== Exercise data
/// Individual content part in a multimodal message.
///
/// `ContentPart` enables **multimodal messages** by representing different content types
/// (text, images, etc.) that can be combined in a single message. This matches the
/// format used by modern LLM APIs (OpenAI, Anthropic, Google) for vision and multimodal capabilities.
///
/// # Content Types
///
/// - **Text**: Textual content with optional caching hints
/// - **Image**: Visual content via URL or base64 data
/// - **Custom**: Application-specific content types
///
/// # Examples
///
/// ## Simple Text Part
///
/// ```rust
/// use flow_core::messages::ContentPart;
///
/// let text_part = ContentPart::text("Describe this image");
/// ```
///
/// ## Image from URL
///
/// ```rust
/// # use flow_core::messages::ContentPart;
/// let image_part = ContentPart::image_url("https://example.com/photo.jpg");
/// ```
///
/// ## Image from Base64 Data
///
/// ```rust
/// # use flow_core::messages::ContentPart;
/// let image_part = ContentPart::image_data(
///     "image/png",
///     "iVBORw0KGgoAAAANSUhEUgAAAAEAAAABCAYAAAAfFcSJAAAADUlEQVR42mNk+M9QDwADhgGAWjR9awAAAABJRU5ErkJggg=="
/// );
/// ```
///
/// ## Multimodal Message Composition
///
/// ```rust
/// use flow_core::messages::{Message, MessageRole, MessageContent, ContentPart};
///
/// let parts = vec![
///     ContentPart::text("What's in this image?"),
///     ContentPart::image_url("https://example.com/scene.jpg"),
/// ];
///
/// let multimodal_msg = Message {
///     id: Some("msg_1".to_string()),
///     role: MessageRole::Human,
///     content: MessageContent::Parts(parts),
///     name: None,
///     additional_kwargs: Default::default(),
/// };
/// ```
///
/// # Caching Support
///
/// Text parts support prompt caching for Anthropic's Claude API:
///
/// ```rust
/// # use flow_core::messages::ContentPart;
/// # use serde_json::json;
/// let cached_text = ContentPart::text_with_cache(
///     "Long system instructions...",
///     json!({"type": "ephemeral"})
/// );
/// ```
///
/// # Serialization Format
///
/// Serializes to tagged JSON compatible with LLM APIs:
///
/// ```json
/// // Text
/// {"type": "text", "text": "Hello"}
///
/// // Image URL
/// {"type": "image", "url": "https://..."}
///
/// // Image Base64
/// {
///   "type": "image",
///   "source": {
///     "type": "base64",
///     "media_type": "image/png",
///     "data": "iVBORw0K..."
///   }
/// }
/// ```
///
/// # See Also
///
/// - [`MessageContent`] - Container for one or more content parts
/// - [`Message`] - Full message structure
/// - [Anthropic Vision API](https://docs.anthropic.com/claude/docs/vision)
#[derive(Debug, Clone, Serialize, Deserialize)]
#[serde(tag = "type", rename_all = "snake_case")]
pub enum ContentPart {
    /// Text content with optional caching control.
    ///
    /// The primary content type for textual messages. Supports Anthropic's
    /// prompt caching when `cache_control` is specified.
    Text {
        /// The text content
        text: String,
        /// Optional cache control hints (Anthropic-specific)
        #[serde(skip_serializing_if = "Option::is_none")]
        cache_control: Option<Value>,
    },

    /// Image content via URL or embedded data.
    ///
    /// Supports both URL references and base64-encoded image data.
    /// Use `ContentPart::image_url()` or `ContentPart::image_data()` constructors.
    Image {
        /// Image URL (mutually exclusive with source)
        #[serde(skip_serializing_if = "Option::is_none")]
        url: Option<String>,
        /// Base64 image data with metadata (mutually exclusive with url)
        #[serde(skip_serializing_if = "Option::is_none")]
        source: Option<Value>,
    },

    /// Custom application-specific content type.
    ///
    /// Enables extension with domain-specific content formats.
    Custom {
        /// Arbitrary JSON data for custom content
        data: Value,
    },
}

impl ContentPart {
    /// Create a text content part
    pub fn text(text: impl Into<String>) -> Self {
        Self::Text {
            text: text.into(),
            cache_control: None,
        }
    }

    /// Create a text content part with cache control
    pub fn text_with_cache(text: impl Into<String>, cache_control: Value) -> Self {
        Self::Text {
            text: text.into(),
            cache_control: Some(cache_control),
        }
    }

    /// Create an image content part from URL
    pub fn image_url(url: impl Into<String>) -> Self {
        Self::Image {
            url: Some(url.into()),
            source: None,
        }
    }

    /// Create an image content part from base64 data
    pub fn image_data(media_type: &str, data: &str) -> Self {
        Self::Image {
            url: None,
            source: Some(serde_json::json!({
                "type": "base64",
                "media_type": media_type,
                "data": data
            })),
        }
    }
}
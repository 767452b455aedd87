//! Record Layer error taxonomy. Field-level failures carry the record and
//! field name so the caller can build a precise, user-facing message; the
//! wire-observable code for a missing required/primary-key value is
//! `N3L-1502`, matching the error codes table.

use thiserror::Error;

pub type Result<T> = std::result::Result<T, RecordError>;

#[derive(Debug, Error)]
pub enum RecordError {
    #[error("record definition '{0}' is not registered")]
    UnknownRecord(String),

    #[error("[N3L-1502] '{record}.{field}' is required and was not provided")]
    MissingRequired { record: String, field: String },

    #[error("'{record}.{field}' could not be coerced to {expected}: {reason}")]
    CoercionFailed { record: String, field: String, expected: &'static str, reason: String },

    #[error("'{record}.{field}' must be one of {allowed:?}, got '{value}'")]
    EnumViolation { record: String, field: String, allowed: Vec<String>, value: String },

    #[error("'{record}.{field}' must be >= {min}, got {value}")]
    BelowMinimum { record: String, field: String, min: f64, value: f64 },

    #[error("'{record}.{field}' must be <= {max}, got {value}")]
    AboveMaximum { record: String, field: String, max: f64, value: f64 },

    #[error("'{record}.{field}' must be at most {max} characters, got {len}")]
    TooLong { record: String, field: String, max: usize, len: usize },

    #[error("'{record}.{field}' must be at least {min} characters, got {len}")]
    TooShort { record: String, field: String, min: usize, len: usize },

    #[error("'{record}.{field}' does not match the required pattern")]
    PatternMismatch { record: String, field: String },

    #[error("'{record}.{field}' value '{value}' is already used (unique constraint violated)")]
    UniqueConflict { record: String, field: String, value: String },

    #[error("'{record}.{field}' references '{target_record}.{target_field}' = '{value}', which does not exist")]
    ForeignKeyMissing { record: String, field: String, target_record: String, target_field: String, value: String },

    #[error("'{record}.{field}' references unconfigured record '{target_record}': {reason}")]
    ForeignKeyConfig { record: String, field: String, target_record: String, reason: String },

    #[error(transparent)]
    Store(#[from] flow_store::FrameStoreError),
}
====
■ Exercise requirements: Please report every line in the entries above that holds the string "Some".

■ Task output:
///     id: Some("msg_1".to_string()),
            cache_control: Some(cache_control),
            url: Some(url.into()),
            source: Some(serde_json::json!({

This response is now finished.